Насколько мне известно, никто еще не смог дать удовлетворительного ответа на этот вопрос, возможно, один из важнейших, стоящих сейчас перед человечеством. У нас в России, ввиду особенностей нашей натуры, склонной к максимализму, характера общества, вечно качающегося между пассивностью, холопством и сервилизмом, — с одной стороны, и озорством, лихостью, буйством — с другой, эта проблема стоит острее, чем где-либо. Уже стало трюизмом отмечать различие между словами «свобода» и «воля», между пониманием необходимости ограничить свободу законом и моралью и проповедью отбрасывания всего, что сковывает и стесняет свободу личности. Русское слово «воля», не имеющее, по-видимому, аналогов в других языках, характерно именно для России, где свободы в западном смысле слова никогда не было, где личность всегда была подавлена и унижена всевластным государством и поэтому, получив шанс вырваться из-под его гнета, не признавала никаких ограничений — «гуляй и веселись, душа». Георгий Федотов, считавший, что «весь процесс исторического развития на Руси стал обратным западноевропейскому: это было развитие от свободы к рабству», писал: «Воля есть прежде всего возможность жить по своей воле, не стесняясь никакими социальными узами… Воля торжествует или в уходе от общества, на степном просторе, или во власти над обществом, в насилии над людьми. Свобода личная немыслима без уважения к чужой свободе; воля всегда для себя. Она не противоположна тирании, ибо тиран есть тоже вольное существо. Разбойник — это идеал московской воли, как Грозный — идеал царя».

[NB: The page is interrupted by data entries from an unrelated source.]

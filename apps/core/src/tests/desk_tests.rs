//! Desk Tests
//!
//! Intake through `IncidentDesk::submit`: deadline, validation and the
//! persistence outcome reported alongside each analysis.

use super::ScriptedCapabilities;
use crate::database;
use crate::error::AppError;
use crate::nlu::{AnalyzerOptions, Category, ComplaintAnalyzer, Priority};
use crate::{IncidentDesk, PersistenceOutcome};
use sqlx::sqlite::SqlitePool;
use std::sync::Arc;
use std::time::Duration;
use tempfile::{tempdir, TempDir};

const COMPLAINT: &str = "My refund has not been processed and I am still waiting.";

async fn create_test_pool() -> (SqlitePool, TempDir) {
    let dir = tempdir().expect("Failed to create temp dir");
    let pool = database::init_db(&dir.path().join("desk.sqlite"))
        .await
        .expect("Failed to create test pool");
    (pool, dir)
}

fn desk(
    caps: ScriptedCapabilities,
    pool: Option<SqlitePool>,
    deadline: Duration,
) -> IncidentDesk<ScriptedCapabilities> {
    let analyzer = ComplaintAnalyzer::new(Arc::new(caps), AnalyzerOptions::default());
    IncidentDesk::new(analyzer, pool, deadline)
}

#[cfg(test)]
mod submit_tests {
    use super::*;

    #[tokio::test]
    async fn test_submit_stores_ticket() {
        let (pool, _dir) = create_test_pool().await;
        let desk = desk(
            ScriptedCapabilities::negative(),
            Some(pool.clone()),
            Duration::from_secs(5),
        );

        let submission = desk.submit(COMPLAINT).await.unwrap();
        let id = submission.ticket_id().expect("ticket should be stored");

        assert_eq!(submission.analysis.category, Category::RefundRequest);
        assert_eq!(submission.analysis.priority, Priority::High);

        let tickets = database::get_all_tickets(&pool).await.unwrap();
        assert_eq!(tickets.len(), 1);
        assert_eq!(tickets[0].id, id);
        assert_eq!(tickets[0].category, "Refund Request");
        assert_eq!(tickets[0].department, "Accounts");
        assert_eq!(tickets[0].reply_text, submission.analysis.reply_text);
    }

    #[tokio::test]
    async fn test_submit_without_store_is_disabled() {
        let desk = desk(ScriptedCapabilities::neutral(), None, Duration::from_secs(5));

        let submission = desk.submit(COMPLAINT).await.unwrap();
        assert_eq!(submission.persistence, PersistenceOutcome::Disabled);
        assert_eq!(submission.ticket_id(), None);
    }

    #[tokio::test]
    async fn test_blank_complaint_writes_nothing() {
        let (pool, _dir) = create_test_pool().await;
        let desk = desk(
            ScriptedCapabilities::negative(),
            Some(pool.clone()),
            Duration::from_secs(5),
        );

        let err = desk.submit("   ").await.unwrap_err();
        assert!(matches!(err, AppError::InvalidInput(_)));
        assert!(err.is_user_correctable());
        assert_eq!(database::count_tickets(&pool).await.unwrap(), 0);
    }

    #[tokio::test]
    async fn test_submission_serializes_flat() {
        let desk = desk(ScriptedCapabilities::negative(), None, Duration::from_secs(5));
        let submission = desk.submit(COMPLAINT).await.unwrap();

        let value = serde_json::to_value(&submission).unwrap();
        assert_eq!(value["category"], "Refund Request");
        assert_eq!(value["persistence"]["status"], "disabled");
    }
}

#[cfg(test)]
mod failure_tests {
    use super::*;

    #[tokio::test]
    async fn test_slow_analysis_times_out() {
        let (pool, _dir) = create_test_pool().await;
        let desk = desk(
            ScriptedCapabilities::negative().with_delay(500),
            Some(pool.clone()),
            Duration::from_millis(50),
        );

        let err = desk.submit(COMPLAINT).await.unwrap_err();
        assert!(matches!(err, AppError::Timeout(_)));
        assert_eq!(database::count_tickets(&pool).await.unwrap(), 0);
    }

    #[tokio::test]
    async fn test_store_failure_keeps_analysis() {
        let (pool, _dir) = create_test_pool().await;
        sqlx::query("DROP TABLE tickets")
            .execute(&pool)
            .await
            .unwrap();

        let desk = desk(
            ScriptedCapabilities::negative(),
            Some(pool),
            Duration::from_secs(5),
        );

        let submission = desk.submit(COMPLAINT).await.unwrap();
        assert!(matches!(
            submission.persistence,
            PersistenceOutcome::Failed { .. }
        ));
        assert_eq!(submission.analysis.category, Category::RefundRequest);
        assert!(submission.analysis.escalation_flag);
    }
}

Вряд ли где-нибудь еще есть столь амбивалентное отношение к государству, как в России. С одной стороны, все уповают на государство, оно должно всех обеспечить, накормить; государство — это нечто сакральное, ему можно все простить. Помню из молодости, как люди ворчали и злобствовали по поводу того, что вот, мол, разные артисты и писатели какие дачи себе понастроили, в каких машинах катаются; о дачах и машинах министров никто и не говорил, им это было «положено». С другой стороны, отнюдь не зазорно на каждом шагу обманывать и обкрадывать это государство, нарушать установленные им законы и нормы. Могут осудить человека, укравшего у соседа, но не у государства.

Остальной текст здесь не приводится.